JK: The toughest thing for me was trying to balance the project with my family, my teaching and my health. When I started this project, I had just been diagnosed with tick-borne illness. I have Lyme Disease, Bartonella and Babesia, which is basically tick malaria. I had swelling in my brain and heart complications; it was pretty tough to function at all, let alone manage a very full plate. But at the same time, the music I got to hear had a very healing effect on me. PS22 Chorus music kept me coming back for more.
IDA: How did your vision for the film change over the course of the pre-production, production and post-production processes?
JK: Well, we didn't really have a pre-production phase on this project. I shot the Christmas Show, where Anne Hathaway and [2011 Academy Awards producer] Bruce Cohen invite the students to perform at the Oscars. I decided on the ride home that the timing was right and I got started right away. I think because I didn't have that pre-production phase, I went into it with fewer expectations and was able to let the story unfold and guide us. My vision stayed pretty much the same throughout production and post.

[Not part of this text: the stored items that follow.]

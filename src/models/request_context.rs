//! Request context: the immutable input to a single decision.

use crate::error::{DecisionError, Result};
use serde::{Deserialize, Serialize};
use std::collections::HashMap;
use std::fmt;

/// Scalar request field value
#[derive(Debug, Clone, PartialEq, Serialize, Deserialize)]
#[serde(untagged)]
pub enum FieldValue {
    Bool(bool),
    Integer(i64),
    Float(f64),
    Text(String),
}

impl FieldValue {
    /// Canonical text form used for fingerprinting.
    ///
    /// Every value carries a type tag so `"100"` and `100` never collide.
    /// Integral floats render as integers so `100` and `100.0` hash the same.
    pub fn canonical(&self) -> String {
        match self {
            FieldValue::Bool(b) => format!("b:{b}"),
            FieldValue::Integer(i) => format!("i:{i}"),
            FieldValue::Float(f) => match integral(*f) {
                Some(i) => format!("i:{i}"),
                None => format!("f:{f}"),
            },
            FieldValue::Text(s) => format!("s:{s}"),
        }
    }

    pub fn as_f64(&self) -> Option<f64> {
        match self {
            FieldValue::Integer(i) => Some(*i as f64),
            FieldValue::Float(f) => Some(*f),
            _ => None,
        }
    }
}

impl fmt::Display for FieldValue {
    fn fmt(&self, f: &mut fmt::Formatter<'_>) -> fmt::Result {
        match self {
            FieldValue::Bool(b) => write!(f, "{b}"),
            FieldValue::Integer(i) => write!(f, "{i}"),
            FieldValue::Float(v) => write!(f, "{v}"),
            FieldValue::Text(s) => f.write_str(s),
        }
    }
}

fn integral(value: f64) -> Option<i64> {
    (value.is_finite() && value.fract() == 0.0 && value.abs() < i64::MAX as f64)
        .then(|| value as i64)
}

impl From<f64> for FieldValue {
    fn from(value: f64) -> Self {
        FieldValue::Float(value)
    }
}

impl From<i64> for FieldValue {
    fn from(value: i64) -> Self {
        FieldValue::Integer(value)
    }
}

impl From<bool> for FieldValue {
    fn from(value: bool) -> Self {
        FieldValue::Bool(value)
    }
}

impl From<&str> for FieldValue {
    fn from(value: &str) -> Self {
        FieldValue::Text(value.to_string())
    }
}

impl From<String> for FieldValue {
    fn from(value: String) -> Self {
        FieldValue::Text(value)
    }
}

/// Symbol plus an opaque map of scalar fields.
///
/// The symbol is guaranteed non-empty; every constructor, including
/// deserialization, enforces it.
#[derive(Debug, Clone, PartialEq, Serialize, Deserialize)]
#[serde(try_from = "RawRequestContext")]
pub struct RequestContext {
    symbol: String,
    fields: HashMap<String, FieldValue>,
}

#[derive(Deserialize)]
struct RawRequestContext {
    symbol: String,
    #[serde(default)]
    fields: HashMap<String, FieldValue>,
}

impl TryFrom<RawRequestContext> for RequestContext {
    type Error = DecisionError;

    fn try_from(raw: RawRequestContext) -> Result<Self> {
        RequestContext::with_fields(raw.symbol, raw.fields)
    }
}

impl RequestContext {
    pub fn new(symbol: impl Into<String>) -> Result<Self> {
        Self::with_fields(symbol, HashMap::new())
    }

    pub fn with_fields(
        symbol: impl Into<String>,
        fields: HashMap<String, FieldValue>,
    ) -> Result<Self> {
        let symbol = symbol.into();
        if symbol.trim().is_empty() {
            return Err(DecisionError::InvalidRequest(
                "request symbol must not be empty".to_string(),
            ));
        }
        Ok(Self { symbol, fields })
    }

    /// Builder-style field insertion
    pub fn field(mut self, name: impl Into<String>, value: impl Into<FieldValue>) -> Self {
        self.fields.insert(name.into(), value.into());
        self
    }

    pub fn symbol(&self) -> &str {
        &self.symbol
    }

    pub fn fields(&self) -> &HashMap<String, FieldValue> {
        &self.fields
    }

    pub fn get(&self, name: &str) -> Option<&FieldValue> {
        self.fields.get(name)
    }
}

impl fmt::Display for RequestContext {
    fn fmt(&self, f: &mut fmt::Formatter<'_>) -> fmt::Result {
        write!(f, "{}({} fields)", self.symbol, self.fields.len())
    }
}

IDA: As you've screened Once in a Lullaby—whether on the festival circuit, or in screening rooms, or in living rooms—how have audiences reacted to the film? What has been most surprising or unexpected about their reactions?
JK: I have been really moved by the reactions I have been getting from audiences. The documentary has some very emotional moments in it, so there is a lot of crying and that creates a kind of bond with audiences. People have shared stories about how teachers have been there for them and affected them, which is great for me to hear. The most surprising thing about their reactions has been the extent that the chorus has touched people's lives; there really is a magic there.
IDA: What docs or docmakers have served as inspirations for you?
JK: Fredrick Wiseman is a real inspiration to me for his style and the breadth and ambition of his work. Symbiopsychotaxiplasm, by William Greaves, also has really influenced my work in that I am very interested in the hierarchical-collaborative dichotomy on a film set.
Once in a Lullaby will be screening August 3 through 9 at the IFC Center in New York City and August 10 through 16 at the Laemmle NoHo 7 in Los Angeles.